They moiled around. In small groups they wandered to “La Central,” the bus station, lines of travelers converging in noisy tumult. Children scattered, mothers scolded. Old men stood on crutches. A small girl could not hold her water any longer and peed on the floor, between her mother’s great bundles of clothing. The walkers stuck together, nervous and lost in this strange place. Outside, buses rumbled in their berths, destinations tattooed on their brows: TIJUANA, MAZATLAN, CIUDAD JUAREZ, MEX D.F. Voices blasted over the buzzing speaker system.

“Attention, please. Gate five. Gate five.”

It was 11:45.

“Gómez-Palacio and points south. Now boarding at gate five.”

Mendez appeared and told them to get it together. Don’t look ragtag, man, don’t look lost. Look NORMAL, cabrones. Don’t draw attention. Get in a line! Lines don’t catch anyone’s eye. Look like you’re going somewhere, boys!

He put them against a wall and told them to wait there.

He had his baseball cap off. The walkers didn’t know what to make of the Mendez forelock. It hung down to the bottom of his nose, and he delighted in whipping it back over his head.

It made him look like a pendejo.

Oh, well. They didn’t have to love the guy. They just had to follow him.

Mendez rushed outside and made his way down the line of buses. He stepped into a Pacifico bus and had words with the driver. Mendez and the driver shook on their deal, and he collected the boys and told them to hustle. Fifty pesos each. Everything in Sonora cost fifty pesos! Some of them thought he was going to handle the fares—they’d paid enough—but, like the cost of Nelly’s rooms, it was their problem and not his own. They dug into their meager funds and paid the driver.

The bus driver pocketed the money and didn’t say a word. He closed the door and backed out. The group watched through the dusty bus windows as the shadowy travelers in the station watched them back. The bus sighed into the sun, then hove down the driveway and into the streets. The boys were sightseeing, thinking, Adios, México! Many daydreams about the United States, daydreams about the walk ahead. Jokes. Daring boasts.

The walkers had bags, or small backpacks, and an average of eight liters of water each.

The driver took them down the highway at top speed. Mendez told them to say nothing when they got to the checkpoint. Soldiers stopped the buses and inspected them for … what. They didn’t know. Drugs? Whatever. “Look like you’re going someplace,” Mendez said. He told one of the guys to tell them he was on his way to San Luis, which was a smart suggestion, since they were going in the direction of San Luis.

The soldiers boarded the bus and snooped around, then waved them on. They never said a word to the walkers.

The driver only went a few kilometers beyond the post, to the little patch of dirt known as El Papalote.

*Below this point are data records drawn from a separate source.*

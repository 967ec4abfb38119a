//! CLI commands for Stratum.
//!
//! This module provides the operator entry points, organized into:
//! - **Write path**: ingest
//! - **Compaction**: compact, dead-letters, retention
//! - **Read path**: query, rule
//! - **Inspection**: status

// Write path
pub mod ingest;

// Compaction
pub mod compact;
pub mod dead_letters;
pub mod retention;

// Read path
pub mod query;
pub mod rule;

// Inspection
pub mod status;

use std::path::{Path, PathBuf};
use std::sync::Arc;

use crate::audit::AuditLog;
use crate::compaction::{CompactionEngine, HeuristicOracle};
use crate::config::Config;
use crate::core::features::FeatureVocabulary;
use crate::error::Result;
use crate::storage::{FileOutcomeStore, LayerStore};

pub use compact::CompactCommand;
pub use dead_letters::DeadLettersCommand;
pub use ingest::IngestCommand;
pub use query::QueryCommand;
pub use retention::RetentionCommand;
pub use rule::RuleCommand;
pub use status::StatusCommand;

/// The on-disk stores of one data directory.
pub(crate) struct Stores {
    pub data_dir: PathBuf,
    pub outcomes: Arc<FileOutcomeStore>,
    pub layers: Arc<LayerStore>,
    pub audit: Arc<AuditLog>,
}

impl Stores {
    pub fn open(config: &Config, project_path: &Path) -> Result<Self> {
        let data_dir = config.data_dir(project_path);
        let vocabulary = FeatureVocabulary::standard();
        let outcomes = FileOutcomeStore::open_with_vocabulary(&data_dir, vocabulary.clone())?;
        let layers = LayerStore::open(&data_dir, vocabulary)?;
        Ok(Self {
            audit: Arc::new(AuditLog::in_data_dir(&data_dir)),
            outcomes: Arc::new(outcomes),
            layers: Arc::new(layers),
            data_dir,
        })
    }

    /// A compaction engine over these stores using the heuristic oracle.
    pub fn engine(&self, config: &Config) -> CompactionEngine {
        CompactionEngine::new(
            config.clone(),
            Arc::clone(&self.outcomes) as _,
            Arc::clone(&self.layers),
            Arc::new(HeuristicOracle::new()),
            Arc::clone(&self.audit) as _,
        )
    }
}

Mendez said, “Pull over here.”

“Here?” said the driver.

“Right here. Drop us off at this sandy spot.”

“Want me to take you up to the rest area?”

“No. This will do. Drop us off right here.”

“Whatever you say,” the driver replied. It wasn’t his business if these guys wanted to hop off a cool bus in the middle of nowhere.

It was now about 1:30.

The walkers stumbled off the bus. Some of them were already hitting the Pepsis.

“Get your things and let’s go,” Mendez said.

They got all their bags together and choked as the bus pulled away, washing them in fumes and dust. They waved their hands before their faces and waited for a truck to scream by going the other way. The driver knew what they were doing. The United States was less than one hundred yards away. He raised one hand and was gone.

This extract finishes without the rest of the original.